● Task goal
The expected output is the line holding "fn family(&self) ->" plus every line after it through the end of the listing, copied exactly.

● Supplied information
// # HTTP IP Source
//
// This crate provides IPv4 discovery for the DDNS agent.
//
// ## Architecture
//
// Issues one GET against a "what is my IP" echo service per call and scans
// the body for the first dotted-quad. The body is treated as opaque text:
// echo services answer with HTML, JSON or plain text, so no structure is
// assumed.
//
// ## Outcomes
//
// - Transport failure (DNS, connect, timeout, body read) → `Err`
// - Body without a dotted-quad → `Ok(DiscoveredAddress::NotFound)`
// - Otherwise → `Ok(DiscoveredAddress::Found(first match))`
//
// Matches are not range-checked (`999.1.1.1` is returned as-is); the echo
// service is trusted to report a real address.

use ddns_core::config::DdnsConfig;
use ddns_core::traits::IpSource;
use ddns_core::{AddressFamily, DiscoveredAddress, Error, Result};

use std::sync::LazyLock;
use std::time::Duration;

use regex::Regex;
use reqwest::Url;
use reqwest::header::USER_AGENT;

// ASCII digits only; `\d` would also accept other Unicode digits.
// Constant pattern, compiled once; test_pattern_compiles covers it.
static DOTTED_QUAD_RE: LazyLock<Regex> = LazyLock::new(|| {
    Regex::new(r"[0-9]{1,3}\.[0-9]{1,3}\.[0-9]{1,3}\.[0-9]{1,3}")
        .expect("dotted-quad pattern is valid")
});

/// Return the first dotted-quad substring of `body`, in document order
pub fn extract_ipv4(body: &str) -> Option<&str> {
    DOTTED_QUAD_RE.find(body).map(|m| m.as_str())
}

/// HTTP echo-service IPv4 source
pub struct HttpIpSource {
    /// Echo service URL
    url: Url,

    /// User-Agent sent with every request
    user_agent: String,

    /// HTTP client
    client: reqwest::Client,
}

impl HttpIpSource {
    /// Create a new HTTP IP source
    ///
    /// # Parameters
    ///
    /// - `url`: Echo service URL (e.g., "https://ddns.oray.com/checkip")
    /// - `user_agent`: User-Agent header value
    /// - `timeout`: Per-request timeout
    pub fn new(url: Url, user_agent: impl Into<String>, timeout: Duration) -> Result<Self> {
        let client = reqwest::Client::builder()
            .timeout(timeout)
            .build()
            .map_err(|e| Error::http(format!("Failed to build HTTP client: {}", e)))?;

        Ok(Self {
            url,
            user_agent: user_agent.into(),
            client,
        })
    }

    /// Create from the agent configuration
    pub fn from_config(config: &DdnsConfig) -> Result<Self> {
        Self::new(
            config.ipv4_echo_url.clone(),
            config.user_agent.clone(),
            config.http_timeout,
        )
    }

    /// Fetch the echo service body
    async fn fetch_body(&self) -> Result<String> {
        let response = self
            .client
            .get(self.url.clone())
            .header(USER_AGENT, &self.user_agent)
            .send()
            .await
            .map_err(|e| Error::http(format!("Request to {} failed: {}", self.url, e)))?;

        tracing::debug!(url = %self.url, status = %response.status(), "Echo service responded");

        response
            .text()
            .await
            .map_err(|e| Error::http(format!("Failed to read echo response: {}", e)))
    }
}

#[async_trait::async_trait]
impl IpSource for HttpIpSource {
    async fn current(&self) -> Result<DiscoveredAddress> {
        let body = self.fetch_body().await?;

        Ok(extract_ipv4(&body)
            .map(str::to_string)
            .into())
    }

    fn family(&self) -> AddressFamily {
        AddressFamily::V4
    }
}
// # ddns-core
//
// Core library for the polling DDNS update agent.
//
// ## Architecture Overview
//
// This library provides the core functionality for dynamic DNS updates:
// - **IpSource**: Trait for discovering the host's current public address
// - **DnsProvider**: Trait for submitting an address to the provider endpoint
// - **DdnsEngine**: Poll loop that runs discover → select → update → sleep
// - **DdnsConfig**: Immutable configuration read once at startup
//
// ## Design Principles
//
// 1. **Separation of Concerns**: Core logic is separate from implementations
// 2. **No hidden state**: Every iteration is independent; nothing is persisted
// 3. **Explicit absence**: "not found" is a value, transport failure is an error
// 4. **Library-First**: The daemon is a thin wiring layer over this crate

pub mod traits;
pub mod engine;
pub mod config;
pub mod error;
pub mod address;

// Re-export core types for convenience
pub use traits::{IpSource, DnsProvider};
pub use engine::{DdnsEngine, EngineEvent};
pub use config::{DdnsConfig, UpdateCredential, Ipv4ErrorPolicy};
pub use address::{DiscoveredAddress, AddressFamily};
pub use error::{Error, Result};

● Solution to the problem
    fn family(&self) -> AddressFamily {
        AddressFamily::V4
    }
}
// # ddns-core
//
// Core library for the polling DDNS update agent.
//
// ## Architecture Overview
//
// This library provides the core functionality for dynamic DNS updates:
// - **IpSource**: Trait for discovering the host's current public address
// - **DnsProvider**: Trait for submitting an address to the provider endpoint
// - **DdnsEngine**: Poll loop that runs discover → select → update → sleep
// - **DdnsConfig**: Immutable configuration read once at startup
//
// ## Design Principles
//
// 1. **Separation of Concerns**: Core logic is separate from implementations
// 2. **No hidden state**: Every iteration is independent; nothing is persisted
// 3. **Explicit absence**: "not found" is a value, transport failure is an error
// 4. **Library-First**: The daemon is a thin wiring layer over this crate

pub mod traits;
pub mod engine;
pub mod config;
pub mod error;
pub mod address;

// Re-export core types for convenience
pub use traits::{IpSource, DnsProvider};
pub use engine::{DdnsEngine, EngineEvent};
pub use config::{DdnsConfig, UpdateCredential, Ipv4ErrorPolicy};
pub use address::{DiscoveredAddress, AddressFamily};
pub use error::{Error, Result};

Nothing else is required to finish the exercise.